If the height at which the satellite was launched into space from the surface of the planet is h and the radius of the planet is R, then:
r = R+h
v = √(GM/R+h)

(1) If we imagine a sudden stop of a satellite orbiting the Earth (its speed becomes zero), it moves in a straight line toward the Earth under the influence of gravity and falls to its surface.

(2) If we imagine a sudden disappearance of the lateral force between the Earth and a satellite orbiting it, the satellite moves in a straight line tangent to the circular path, away from the Earth.

(3) The period of a geosynchronous satellite is equal to the period of the Earth's rotation around its axis, i.e., one Earth day (24 hours).

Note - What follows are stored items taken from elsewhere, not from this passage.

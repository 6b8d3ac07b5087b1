//! Export composer: frames the drawing surface into a documentation image.
//!
//! ```text
//! ┌──────────────────────────────────────────────┐
//! │ GRUNDRISS-SKIZZE            Erstellt: d.m.y  │ header
//! ├──────────────────────────────────────────────┤
//! │   ┌──────────────────────────────────────┐   │
//! │   │           surface (1:1 copy)         │   │ padding all around
//! │   └──────────────────────────────────────┘   │
//! ├──────────────────────────────────────────────┤
//! │ caption                       Legende: ● ● ● │ footer
//! └──────────────────────────────────────────────┘
//! ```
//!
//! Output width is `W + 2·padding`, height `H + 2·padding + header + footer`.

use crate::markers::MarkerTable;
use crate::renderer::paint;
use crate::typography::{self, FontWeight, TextStyle};
use base64::engine::general_purpose::STANDARD;
use base64::Engine as _;
use chrono::NaiveDate;
use floorsketch_core::{Color, Result, SketchError};
use image::{ImageFormat, RgbaImage};
use serde::{Deserialize, Serialize};
use std::io::Cursor;
use tiny_skia::{FillRule, PathBuilder, Pixmap, PixmapPaint, Rect, Stroke, Transform};
use tracing::debug;

pub const DATA_URI_PREFIX: &str = "data:image/png;base64,";

const TITLE_SIZE: f32 = 20.0;
const DATE_SIZE: f32 = 12.0;
const CAPTION_SIZE: f32 = 10.0;
const LEGEND_SIZE: f32 = 9.0;
const LEGEND_WIDTH: f32 = 200.0;
const LEGEND_STEP: f32 = 50.0;
const LEGEND_DOT_RADIUS: f32 = 5.0;
const DATE_SLOT: f32 = 120.0;

/// Frame geometry, texts and colors of the exported image.
#[derive(Debug, Clone, PartialEq, Serialize, Deserialize)]
#[serde(default)]
pub struct ExportLayout {
    pub padding: u32,
    pub header_height: u32,
    pub footer_height: u32,
    pub title: String,
    pub date_prefix: String,
    pub caption: String,
    pub legend_title: String,
    pub header_color: Color,
    pub title_color: Color,
    pub date_color: Color,
    pub border_color: Color,
    pub footer_color: Color,
    pub caption_color: Color,
    pub legend_color: Color,
}

impl Default for ExportLayout {
    fn default() -> Self {
        Self {
            padding: 40,
            header_height: 60,
            footer_height: 40,
            title: "GRUNDRISS-SKIZZE".to_string(),
            date_prefix: "Erstellt:".to_string(),
            caption: "SANEO SCHADENSERVICE GMBH • Technische Dokumentation".to_string(),
            legend_title: "Legende:".to_string(),
            header_color: Color::rgb(0x00, 0x2d, 0x5b),
            title_color: Color::WHITE,
            date_color: Color::rgb(0x89, 0xd9, 0x00),
            border_color: Color::rgb(0xe5, 0xe7, 0xeb),
            footer_color: Color::rgb(0xf8, 0xfa, 0xfc),
            caption_color: Color::rgb(0x94, 0xa3, 0xb8),
            legend_color: Color::rgb(0x64, 0x74, 0x8b),
        }
    }
}

impl ExportLayout {
    /// Output size for a surface of `width × height`, or `None` when it
    /// does not fit in `u32`.
    pub fn output_size(&self, width: u32, height: u32) -> Option<(u32, u32)> {
        let frame = self.padding.checked_mul(2)?;
        let out_w = width.checked_add(frame)?;
        let out_h = height
            .checked_add(frame)?
            .checked_add(self.header_height)?
            .checked_add(self.footer_height)?;
        Some((out_w, out_h))
    }

    /// Top-left corner of the surface copy inside the output.
    pub fn surface_origin(&self) -> (u32, u32) {
        (self.padding, self.header_height.saturating_add(self.padding))
    }
}

/// `d.m.yyyy` without leading zeros.
pub fn format_date(date: NaiveDate) -> String {
    date.format("%-d.%-m.%Y").to_string()
}

#[derive(Debug, Clone, Default)]
pub struct ExportComposer {
    layout: ExportLayout,
}

impl ExportComposer {
    pub fn new(layout: ExportLayout) -> Self {
        Self { layout }
    }

    pub fn layout(&self) -> &ExportLayout {
        &self.layout
    }

    /// Builds the framed image from the current surface content.
    pub fn compose(&self, surface: &Pixmap, date: NaiveDate, markers: &MarkerTable) -> Result<Pixmap> {
        let layout = &self.layout;
        let (width, height) = (surface.width(), surface.height());
        let (out_w, out_h) = layout
            .output_size(width, height)
            .ok_or(SketchError::InvalidDimensions { width, height })?;
        let mut out = Pixmap::new(out_w, out_h).ok_or(SketchError::InvalidDimensions {
            width: out_w,
            height: out_h,
        })?;
        debug!("Composing export {}x{}", out_w, out_h);

        let (w_out, h_out) = (out_w as f32, out_h as f32);
        let padding = layout.padding as f32;
        let header = layout.header_height as f32;
        let footer = layout.footer_height as f32;

        out.fill(tiny_skia::Color::WHITE);

        // Header
        fill_rect(&mut out, 0.0, 0.0, w_out, header, layout.header_color);
        typography::draw_text(
            &mut out,
            &layout.title,
            padding,
            38.0,
            &TextStyle::new(TITLE_SIZE, FontWeight::Bold, layout.title_color),
        );
        let created = format!("{} {}", layout.date_prefix, format_date(date));
        typography::draw_text(
            &mut out,
            &created,
            w_out - padding - DATE_SLOT,
            38.0,
            &TextStyle::new(DATE_SIZE, FontWeight::Regular, layout.date_color),
        );

        // Border, then the surface on top of it
        if let Some(rect) = Rect::from_xywh(
            padding - 1.0,
            header + padding - 1.0,
            surface.width() as f32 + 2.0,
            surface.height() as f32 + 2.0,
        ) {
            let stroke = Stroke {
                width: 1.0,
                ..Default::default()
            };
            out.stroke_path(
                &PathBuilder::from_rect(rect),
                &paint(layout.border_color),
                &stroke,
                Transform::identity(),
                None,
            );
        }
        let (x, y) = layout.surface_origin();
        out.draw_pixmap(
            x as i32,
            y as i32,
            surface.as_ref(),
            &PixmapPaint::default(),
            Transform::identity(),
            None,
        );

        // Footer
        let footer_top = h_out - footer;
        fill_rect(&mut out, 0.0, footer_top, w_out, footer, layout.footer_color);
        fill_rect(&mut out, 0.0, footer_top, w_out, 1.0, layout.border_color);
        typography::draw_text(
            &mut out,
            &layout.caption,
            padding,
            h_out - 15.0,
            &TextStyle::new(CAPTION_SIZE, FontWeight::Regular, layout.caption_color),
        );

        let legend_x = w_out - padding - LEGEND_WIDTH;
        let legend_style = TextStyle::new(LEGEND_SIZE, FontWeight::Regular, layout.legend_color);
        typography::draw_text(&mut out, &layout.legend_title, legend_x, h_out - 25.0, &legend_style);

        let mut offset = 0.0;
        for (_, style) in markers.iter() {
            if let Some(dot) =
                PathBuilder::from_circle(legend_x + 50.0 + offset, h_out - 22.0, LEGEND_DOT_RADIUS)
            {
                out.fill_path(
                    &dot,
                    &paint(style.color),
                    FillRule::Winding,
                    Transform::identity(),
                    None,
                );
            }
            typography::draw_text(
                &mut out,
                &style.label,
                legend_x + 58.0 + offset,
                h_out - 18.0,
                &legend_style,
            );
            offset += LEGEND_STEP;
        }

        Ok(out)
    }
}

fn fill_rect(pixmap: &mut Pixmap, x: f32, y: f32, w: f32, h: f32, color: Color) {
    if let Some(rect) = Rect::from_xywh(x, y, w, h) {
        pixmap.fill_rect(rect, &paint(color), Transform::identity(), None);
    }
}

/// Encodes a pixmap as PNG bytes.
pub fn encode_png(pixmap: &Pixmap) -> Result<Vec<u8>> {
    let mut rgba = RgbaImage::new(pixmap.width(), pixmap.height());
    for (dst, src) in rgba.pixels_mut().zip(pixmap.pixels()) {
        let c = src.demultiply();
        *dst = image::Rgba([c.red(), c.green(), c.blue(), c.alpha()]);
    }

    let mut bytes = Vec::new();
    rgba.write_to(&mut Cursor::new(&mut bytes), ImageFormat::Png)
        .map_err(|e| SketchError::Encode {
            reason: e.to_string(),
        })?;
    Ok(bytes)
}

/// Wraps PNG bytes as a `data:image/png;base64,` URI.
pub fn to_data_uri(png: &[u8]) -> String {
    format!("{}{}", DATA_URI_PREFIX, STANDARD.encode(png))
}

Therefore, the satellite remains above a fixed point on the Earth's surface.

(4) The period (T) of a satellite orbiting a planet can be calculated from this equation: T = 2πr/v

(5) The relationship between the radius of the orbit of a satellite (1) orbiting a planet and the period of its motion (T) can be deduced as follows:
∵ v = √(GM/r) = 2πr/T
∴ GM/r = 4π²r²/T²
∴ T² = 4π²r³/GM
∴ T² ∝ r³

(6) The orbital speed of the satellite around the Earth is inversely proportional to the square root of the radius of the circular orbit according to this equation [v = √(GM/r)] and it cannot be said that:

- is directly proportional to the radius of the circular orbit according to this equation [v = 2πr/T] because the period also depends on the radius of the orbit according to this equation [T² = 4π²r³/GM].

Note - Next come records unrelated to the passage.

//! Surface renderer for sketch elements.
//! Redraws the whole drawing surface from the committed collection plus the
//! optional draft, using tiny-skia for anti-aliased 2D rendering.
//!
//! Order of a redraw:
//! - White background
//! - Reference grid (if enabled)
//! - Committed elements in insertion order
//! - In-progress draft on top

use crate::elements::{ElementCollection, ElementKind};
use crate::markers::MarkerTable;
use crate::tools::MEASUREMENT_ACCENT;
use crate::typography::{self, FontWeight, TextStyle};
use floorsketch_core::{Color, Point};
use tiny_skia::{
    FillRule, LineCap, LineJoin, Paint, PathBuilder, Pixmap, Stroke, StrokeDash, Transform,
};

pub const DEFAULT_GRID_SPACING: f32 = 20.0;
const GRID_COLOR: Color = Color::rgb(0xe5, 0xe7, 0xeb);
const GRID_WIDTH: f32 = 0.5;
const STROKE_WIDTH: f32 = 2.0;
const TEXT_SIZE: f32 = 14.0;

const MEASUREMENT_WIDTH: f32 = 1.5;
const MEASUREMENT_DASH: [f32; 2] = [5.0, 3.0];
const MEASUREMENT_CAP: f64 = 8.0;
const MEASUREMENT_TEXT_SIZE: f32 = 12.0;
const LABEL_BOX_PADDING: f32 = 4.0;
const LABEL_BOX_HEIGHT: f32 = 20.0;

pub const MARKER_RADIUS: f32 = 16.0;
const MARKER_GLYPH_SIZE: f32 = 14.0;

pub(crate) fn skia_color(color: Color) -> tiny_skia::Color {
    tiny_skia::Color::from_rgba8(color.r, color.g, color.b, 255)
}

pub(crate) fn paint(color: Color) -> Paint<'static> {
    let mut paint = Paint::default();
    paint.set_color(skia_color(color));
    paint.anti_alias = true;
    paint
}

fn pen(width: f32) -> Stroke {
    Stroke {
        width,
        line_cap: LineCap::Round,
        line_join: LineJoin::Round,
        ..Default::default()
    }
}

/// Normalized bounds of the rectangle spanned by two corners, as
/// `(min_x, min_y, max_x, max_y)`, independent of drag direction.
pub fn rect_bounds(start: &Point, end: &Point) -> (f64, f64, f64, f64) {
    (
        start.x.min(end.x),
        start.y.min(end.y),
        start.x.max(end.x),
        start.y.max(end.y),
    )
}

/// Grid and marker configuration of the surface renderer.
#[derive(Debug, Clone)]
pub struct SketchRenderer {
    markers: MarkerTable,
    grid_visible: bool,
    grid_spacing: f32,
}

impl SketchRenderer {
    pub fn new(markers: MarkerTable) -> Self {
        Self {
            markers,
            grid_visible: true,
            grid_spacing: DEFAULT_GRID_SPACING,
        }
    }

    pub fn with_grid(mut self, visible: bool, spacing: f32) -> Self {
        self.grid_visible = visible;
        if spacing > 0.0 {
            self.grid_spacing = spacing;
        }
        self
    }

    pub fn grid_visible(&self) -> bool {
        self.grid_visible
    }

    pub fn set_grid_visible(&mut self, visible: bool) {
        self.grid_visible = visible;
    }

    pub fn grid_spacing(&self) -> f32 {
        self.grid_spacing
    }

    pub fn markers(&self) -> &MarkerTable {
        &self.markers
    }

    /// Full redraw. Nothing from the previous frame survives.
    pub fn redraw(
        &self,
        pixmap: &mut Pixmap,
        elements: &ElementCollection,
        draft: Option<&ElementKind>,
        draft_color: Color,
    ) {
        pixmap.fill(tiny_skia::Color::WHITE);

        if self.grid_visible {
            self.draw_grid(pixmap);
        }

        for element in elements {
            self.draw_element(pixmap, element.kind(), element.color());
        }

        if let Some(kind) = draft {
            self.draw_element(pixmap, kind, draft_color);
        }
    }

    fn draw_grid(&self, pixmap: &mut Pixmap) {
        let width = pixmap.width() as f32;
        let height = pixmap.height() as f32;

        let mut pb = PathBuilder::new();
        let mut x = 0.0;
        while x <= width {
            pb.move_to(x, 0.0);
            pb.line_to(x, height);
            x += self.grid_spacing;
        }
        let mut y = 0.0;
        while y <= height {
            pb.move_to(0.0, y);
            pb.line_to(width, y);
            y += self.grid_spacing;
        }

        if let Some(path) = pb.finish() {
            let stroke = Stroke {
                width: GRID_WIDTH,
                ..Default::default()
            };
            pixmap.stroke_path(&path, &paint(GRID_COLOR), &stroke, Transform::identity(), None);
        }
    }

    /// Draws one element of any kind with the element's color, except for
    /// measurements (fixed accent) and markers (per-type color).
    pub fn draw_element(&self, pixmap: &mut Pixmap, kind: &ElementKind, color: Color) {
        match kind {
            ElementKind::Rect { start, end } => {
                let (x1, y1, x2, y2) = rect_bounds(start, end);
                let mut pb = PathBuilder::new();
                pb.move_to(x1 as f32, y1 as f32);
                pb.line_to(x2 as f32, y1 as f32);
                pb.line_to(x2 as f32, y2 as f32);
                pb.line_to(x1 as f32, y2 as f32);
                pb.close();
                if let Some(path) = pb.finish() {
                    pixmap.stroke_path(
                        &path,
                        &paint(color),
                        &pen(STROKE_WIDTH),
                        Transform::identity(),
                        None,
                    );
                }
            }
            ElementKind::Line { start, end } => {
                stroke_polyline(pixmap, &[*start, *end], color, &pen(STROKE_WIDTH));
            }
            ElementKind::Freehand { points } => {
                if points.len() > 1 {
                    stroke_polyline(pixmap, points, color, &pen(STROKE_WIDTH));
                }
            }
            ElementKind::Circle { center, rim } => {
                let radius = center.distance_to(rim) as f32;
                if let Some(path) = PathBuilder::from_circle(center.x as f32, center.y as f32, radius)
                {
                    pixmap.stroke_path(
                        &path,
                        &paint(color),
                        &pen(STROKE_WIDTH),
                        Transform::identity(),
                        None,
                    );
                }
            }
            ElementKind::Text { anchor, text } => {
                if !text.is_empty() {
                    let style = TextStyle::new(TEXT_SIZE, FontWeight::Bold, color);
                    typography::draw_text(pixmap, text, anchor.x as f32, anchor.y as f32, &style);
                }
            }
            ElementKind::Measurement { start, end, text } => {
                self.draw_measurement(pixmap, start, end, text);
            }
            ElementKind::Marker { at, marker_type } => {
                let style = self.markers.style(*marker_type);
                if let Some(path) = PathBuilder::from_circle(at.x as f32, at.y as f32, MARKER_RADIUS)
                {
                    pixmap.fill_path(
                        &path,
                        &paint(style.color),
                        FillRule::Winding,
                        Transform::identity(),
                        None,
                    );
                }

                let glyph = style.glyph.to_string();
                let text_style = TextStyle::new(MARKER_GLYPH_SIZE, FontWeight::Bold, Color::WHITE);
                let glyph_width = typography::measure_text(&glyph, &text_style);
                typography::draw_text(
                    pixmap,
                    &glyph,
                    at.x as f32 - glyph_width / 2.0,
                    at.y as f32 + MARKER_GLYPH_SIZE / 2.0 - 2.0,
                    &text_style,
                );
            }
        }
    }

    fn draw_measurement(&self, pixmap: &mut Pixmap, start: &Point, end: &Point, text: &str) {
        let mut dashed = pen(MEASUREMENT_WIDTH);
        dashed.dash = StrokeDash::new(MEASUREMENT_DASH.to_vec(), 0.0);
        stroke_polyline(pixmap, &[*start, *end], MEASUREMENT_ACCENT, &dashed);

        let (nx, ny) = unit_normal(start, end);
        let solid = pen(MEASUREMENT_WIDTH);
        for p in [start, end] {
            let a = Point::new(p.x - nx * MEASUREMENT_CAP, p.y - ny * MEASUREMENT_CAP);
            let b = Point::new(p.x + nx * MEASUREMENT_CAP, p.y + ny * MEASUREMENT_CAP);
            stroke_polyline(pixmap, &[a, b], MEASUREMENT_ACCENT, &solid);
        }

        if text.is_empty() {
            return;
        }

        let mid = start.midpoint(end);
        let (mid_x, mid_y) = (mid.x as f32, mid.y as f32);
        let style = TextStyle::new(MEASUREMENT_TEXT_SIZE, FontWeight::Bold, MEASUREMENT_ACCENT);
        let text_width = typography::measure_text(text, &style);

        let box_left = mid_x - text_width / 2.0 - LABEL_BOX_PADDING;
        let box_top = mid_y - LABEL_BOX_HEIGHT / 2.0;
        let box_width = text_width + LABEL_BOX_PADDING * 2.0;
        if let Some(rect) = tiny_skia::Rect::from_xywh(box_left, box_top, box_width, LABEL_BOX_HEIGHT)
        {
            pixmap.fill_rect(rect, &paint(Color::WHITE), Transform::identity(), None);
            let path = PathBuilder::from_rect(rect);
            pixmap.stroke_path(
                &path,
                &paint(MEASUREMENT_ACCENT),
                &pen(MEASUREMENT_WIDTH),
                Transform::identity(),
                None,
            );
        }

        typography::draw_text(pixmap, text, mid_x - text_width / 2.0, mid_y + 4.0, &style);
    }
}

impl Default for SketchRenderer {
    fn default() -> Self {
        Self::new(MarkerTable::default())
    }
}

/// Unit vector perpendicular to `start → end`; vertical for a zero-length
/// segment.
fn unit_normal(start: &Point, end: &Point) -> (f64, f64) {
    let dx = end.x - start.x;
    let dy = end.y - start.y;
    let len = (dx * dx + dy * dy).sqrt();
    if len < f64::EPSILON {
        (0.0, 1.0)
    } else {
        (-dy / len, dx / len)
    }
}

fn stroke_polyline(pixmap: &mut Pixmap, points: &[Point], color: Color, stroke: &Stroke) {
    let Some((first, rest)) = points.split_first() else {
        return;
    };
    let mut pb = PathBuilder::new();
    pb.move_to(first.x as f32, first.y as f32);
    for p in rest {
        pb.line_to(p.x as f32, p.y as f32);
    }
    if let Some(path) = pb.finish() {
        pixmap.stroke_path(&path, &paint(color), stroke, Transform::identity(), None);
    }
}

- is directly proportional to the square root of the radius of the circular orbit according to this equation (v = √gr ) because the intensity of the gravitational field also depends on the radius of the orbit according to the relationship
(g = GM/r²)

(7) The greater the mass of the satellite to be sent into space, the more we need a rocket that can exert a greater force on the satellite.So that it can gain the speed necessary to orbit the Earth.